Il a bien sûr été harmonisé par Bach (BWV 267 et 653), mais aussi par Pachelbel (partition recopiée par Bach).

Il existe une version rasta devenue un tube planétaire en 78, où ces paroles sans rapport avec le psaume ont été ajoutées:
Let the words of our mouth
and the meditations of our heart
be acceptable in thy sight here tonight
On peut préférer aux versions de Boney M celle de Jimmy Cliff, qui est aussi un interprète de la bande originale du Roi Lion, en compagnie de Lebo M...
Lebo, LeBon, LeBoney...
A propos de Boney et Lebo M, je remarque que Boney était pour les Anglais le sobriquet de Napoléon, le nom Napoleone ayant probablement été contaminé par leone, "lion".
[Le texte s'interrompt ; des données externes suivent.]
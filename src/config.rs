use crate::download::DEFAULT_WORKERS;
use crate::imgur::ImgurCredentials;
use crate::reddit::RedditCredentials;
use crate::util::open_with_backoff;
use anyhow::{Context, Result};
use serde::Deserialize;
use std::io::BufReader;
use std::path::{Path, PathBuf};

pub const DEFAULT_USER_AGENT: &str = "redcaps-curation/1.0";

/// User-facing options with sensible defaults and builder chaining.
#[derive(Clone, Debug)]
pub struct CurateOptions {
    pub images_dir: PathBuf,
    pub annotations_dir: PathBuf,
    pub time_window_hours: f64,      // top-level Pushshift window, (0, 24]
    pub day_concurrency: usize,      // days harvested at once
    pub workers: usize,              // image download workers
    pub update_annotations: bool,    // drop records whose image failed to download
    pub progress: bool,              // show progress bars
    pub user_agent: String,          // sent to Pushshift and image hosts

    // filter tuning
    pub nsfw_threshold: f64,
    pub face_threshold: f64,
}

impl Default for CurateOptions {
    fn default() -> Self {
        Self {
            images_dir: PathBuf::from("./datasets/redcaps/images"),
            annotations_dir: PathBuf::from("./datasets/redcaps/annotations"),
            time_window_hours: 24.0,
            day_concurrency: 1,
            workers: DEFAULT_WORKERS,
            update_annotations: false,
            progress: true,
            user_agent: DEFAULT_USER_AGENT.to_string(),
            nsfw_threshold: crate::filter::DEFAULT_NSFW_THRESHOLD,
            face_threshold: crate::filter::DEFAULT_FACE_THRESHOLD,
        }
    }
}

impl CurateOptions {
    pub fn with_images_dir(mut self, dir: impl AsRef<Path>) -> Self {
        self.images_dir = dir.as_ref().to_path_buf();
        self
    }
    pub fn with_annotations_dir(mut self, dir: impl AsRef<Path>) -> Self {
        self.annotations_dir = dir.as_ref().to_path_buf();
        self
    }
    /// Clamped into `(0, 24]`; non-positive values fall back to a full day.
    pub fn with_time_window_hours(mut self, hours: f64) -> Self {
        self.time_window_hours = if hours > 0.0 { hours.min(24.0) } else { 24.0 };
        self
    }
    pub fn with_day_concurrency(mut self, n: usize) -> Self {
        self.day_concurrency = n.max(1);
        self
    }
    pub fn with_workers(mut self, n: usize) -> Self {
        self.workers = n.max(1);
        self
    }
    pub fn with_update_annotations(mut self, yes: bool) -> Self {
        self.update_annotations = yes;
        self
    }
    pub fn with_progress(mut self, yes: bool) -> Self {
        self.progress = yes;
        self
    }
    pub fn with_user_agent(mut self, ua: impl Into<String>) -> Self {
        self.user_agent = ua.into();
        self
    }
    pub fn with_nsfw_threshold(mut self, t: f64) -> Self {
        self.nsfw_threshold = t;
        self
    }
    pub fn with_face_threshold(mut self, t: f64) -> Self {
        self.face_threshold = t;
        self
    }
}

/// API credentials file:
/// `{"reddit": {client_id, client_secret, user_agent}, "imgur": {client_id, client_secret}}`.
#[derive(Clone, Debug, Deserialize)]
pub struct Credentials {
    pub reddit: RedditCredentials,
    pub imgur: ImgurCredentials,
}

impl Credentials {
    pub fn load(path: &Path) -> Result<Self> {
        let f = open_with_backoff(path, 16, 50).with_context(|| format!("open credentials {}", path.display()))?;
        serde_json::from_reader(BufReader::new(f)).with_context(|| format!("parse credentials {}", path.display()))
    }
}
A propos du 8 décembre, cette fête de l'Immaculée Conception est spécialement célébrée à Lyon. La fête est liée à la Nativité de Marie, le 8 septembre, 9 mois plus tard (l'Annonciation du 25 mars précède pareillement Noël).

Ce psaume 137 est attribué par la Septante (où il est 136) à Jérémie. Il en va de même dans la Vulgate.
Ce jeu 136-137 m'est l'occasion de relier Paulo (Coelho) à Pauli (Wolfgang), prix Nobel de physique mais aussi proche ami de Jung. Ce sont ses rêves qui ont inspiré Psychologie et Alchimie, et Pauli est le cosignataire du premier livre sur la Synchronicité.
Toujours est-il qu'il existe pour les physiciens une "constante de structure fine", nommée alpha, dont on a pensé un temps que son inverse pourrait être un entier, 136. L'astronome Eddington y a vu une merveilleuse corrélation avec ses théories, jusqu'à ce qu'il s'avère que la valeur soit plus proche de 137. Eddington a alors décrété que ce devait être exactement 137, en accord encore avec ses théories, mais il a été finalement établi que la valeur était légèrement supérieure à 137...
Exit Eddington, mais intrat Pauli, qui voua à son tour un culte à ce nombre, et qui répétait à qui voulait l'entendre que 137 était la valeur numérique du mot Kabbale en hébreu, qabbala signifiant "réception", ce qui n'a pas empêché sa réception du Nobel (ceci selon une source que j'ai oubliée, et cette page au beau fond d'écran ne mentionne pas le côté hébraïque de l'anecdote).
Il semble mieux référencé que Pauli eut pour dernière joie de découvrir que sa dernière chambre, celle de l'hôpital de Zurich où il allait mourir, portait le numéro 137.
J'évoquais dans le dernier billet un autre prix Nobel, Yeats, qui, s'il ne l'a pas obtenu pour Vision, affirmait que c'était son "Livre des livres".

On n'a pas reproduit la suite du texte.